Na produção cerâmica, a contração durante a queima impacta significativamente a estabilidade dimensional e as taxas de rendimento. A contração excessiva causa deformação da peça, fissuras ou mesmo desperdício, aumentando assim os custos de produção e o consumo de energia. Reduzir a contração durante a queima não só melhora a consistência da qualidade dos produtos cerâmicos, como também diminui o consumo de energia e o desperdício de matéria-prima. A otimização das formulações da massa cerâmica e dos processos de queima são abordagens essenciais para atingir esse objetivo.

Causas e efeitos da retração durante a queima
A contração durante a queima tem origem principalmente em duas etapas:
Encolhimento físico: a expulsão de água livre e água absorvida do corpo.
Encolhimento químico: Em altas temperaturas, ocorrem reações físico-químicas nos componentes do corpo, incluindo mulitização, formação de fase líquida, fusão do quartzo e expulsão de gás dos poros.

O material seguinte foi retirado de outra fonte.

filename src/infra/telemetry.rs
use std::sync::Once;

use metrics::{Unit, describe_counter, describe_histogram};
use tracing_error::ErrorLayer;
use tracing_subscriber::{
    EnvFilter, fmt,
    layer::{Layer, SubscriberExt},
    util::SubscriberInitExt,
};

use crate::config::{LogFormat, LoggingSettings};

use super::error::InfraError;

static METRIC_DESCRIPTIONS: Once = Once::new();

/// Install a global tracing subscriber using the provided logging settings.
pub fn init(logging: &LoggingSettings) -> Result<(), InfraError> {
    describe_metrics();

    let env_filter = EnvFilter::builder()
        .with_default_directive(logging.level.into())
        .from_env_lossy();

    let fmt_layer = match logging.format {
        LogFormat::Json => fmt::layer()
            .json()
            .with_current_span(true)
            .with_span_list(true)
            .with_target(true)
            .with_writer(std::io::stderr)
            .boxed(),
        LogFormat::Compact => fmt::layer()
            .compact()
            .with_target(true)
            .with_writer(std::io::stderr)
            .boxed(),
    };

    tracing_subscriber::registry()
        .with(env_filter)
        .with(ErrorLayer::default())
        .with(fmt_layer)
        .try_init()
        .map_err(|err| {
            InfraError::telemetry(format!("failed to install tracing subscriber: {err}"))
        })
}

/// Register metric descriptions with whichever recorder is installed.
pub fn describe_metrics() {
    METRIC_DESCRIPTIONS.call_once(|| {
        describe_counter!(
            "offtex_compile_total",
            Unit::Count,
            "Total number of finished compilations, labelled by outcome."
        );
        describe_histogram!(
            "offtex_compile_duration_ms",
            Unit::Milliseconds,
            "End-to-end compilation latency in milliseconds."
        );
        describe_counter!(
            "offtex_engine_invocations_total",
            Unit::Count,
            "Total number of engine processes launched, labelled by engine."
        );
    });
}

Esses processos causam rearranjo das partículas e densificação volumétrica.
O princípio fundamental da otimização de formulações reside no controle e na minimização das alterações volumétricas geradas durante esses processos, ajustando os tipos e as proporções das matérias-primas.

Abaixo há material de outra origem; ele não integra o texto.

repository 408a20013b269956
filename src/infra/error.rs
use thiserror::Error;

#[derive(Debug, Error)]
pub enum InfraError {
    #[error("io error: {0}")]
    Io(#[from] std::io::Error),
    #[error("telemetry initialization failed: {0}")]
    Telemetry(String),
    #[error("configuration error: {message}")]
    Configuration { message: String },
}

impl InfraError {
    pub fn configuration(message: impl Into<String>) -> Self {
        Self::Configuration {
            message: message.into(),
        }
    }

    pub fn telemetry(message: impl Into<String>) -> Self {
        Self::Telemetry(message.into())
    }
}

Otimização da composição corporal e da matéria-prima mineral
Seleção racional de matérias-primas de silicato As massas cerâmicas tradicionais são compostas principalmente de caulinita, quartzo e feldspato. O excesso de caulinita causa uma contração significativa durante a queima, enquanto o feldspato atua como fundente, promovendo a densificação. Ajustando a proporção entre quartzo e feldspato, controlando o teor da fase líquida e a temperatura de sinterização, a massa atinge a densificação, evitando a contração excessiva. | Introdução de Agentes Reforçadores A adição de talco promove a formação de fases de mulita e andalusita, aumentando a resistência de cerâmicas de uso diário. Os filamentos nodulares de mulita suprimem a fissuração por retração, ao mesmo tempo que aumentam a resistência à flexão. | ![]() |
III. Ajuste da Distribuição do Tamanho das Partículas
| A distribuição do tamanho das partículas determina a densidade da massa. Partículas grossas formam uma estrutura de sustentação, enquanto partículas finas preenchem os vazios, reduzindo as taxas de retração. Formulações otimizadas melhoram a eficiência de compactação e a estabilidade da massa. Reduzir a proporção de componentes plásticos é crucial, pois o excesso de argila libera água estrutural durante a queima, causando retração volumétrica significativa. Minimize o uso de argilas altamente plásticas substituindo-as parcialmente por minerais ou fundentes não plásticos. | ![]() |
IV. Processo e Disparo
| A adição de fundentes (por exemplo, feldspato, talco, sais de metais alcalinos) reduz as temperaturas de queima, prevenindo a contração excessiva em altas temperaturas. A introdução de talco e TiO₂ pode reduzir a temperatura de queima em 30 °C, permitindo alcançar uma estrutura estável em temperaturas mais baixas para cerâmicas de uso diário aprimoradas. O aquecimento rápido ou o tempo de permanência insuficiente podem causar tensões internas desiguais na peça, aumentando a variação da contração. O controle de temperatura deve ser feito em etapas: fase de desidratação → fase de densificação → fase de permanência, garantindo uma contração uniforme. | ![]() |
Resumo e recomendações
A otimização das formulações da massa cerâmica reduz eficazmente a retração durante a queima através de: ajuste das proporções de matérias-primas para reduzir moderadamente o uso de argila de alta plasticidade; adição de agentes reforçadores para promover a formação de mulita; e utilização de tamanhos de partículas adequados para aumentar a estabilidade da massa.
A combinação dessas medidas não só melhora a estabilidade dimensional e as taxas de rendimento dos produtos cerâmicos, como também reduz o consumo de energia, impulsionando a indústria cerâmica rumo à eficiência energética, à sustentabilidade ambiental e ao desenvolvimento de alta qualidade.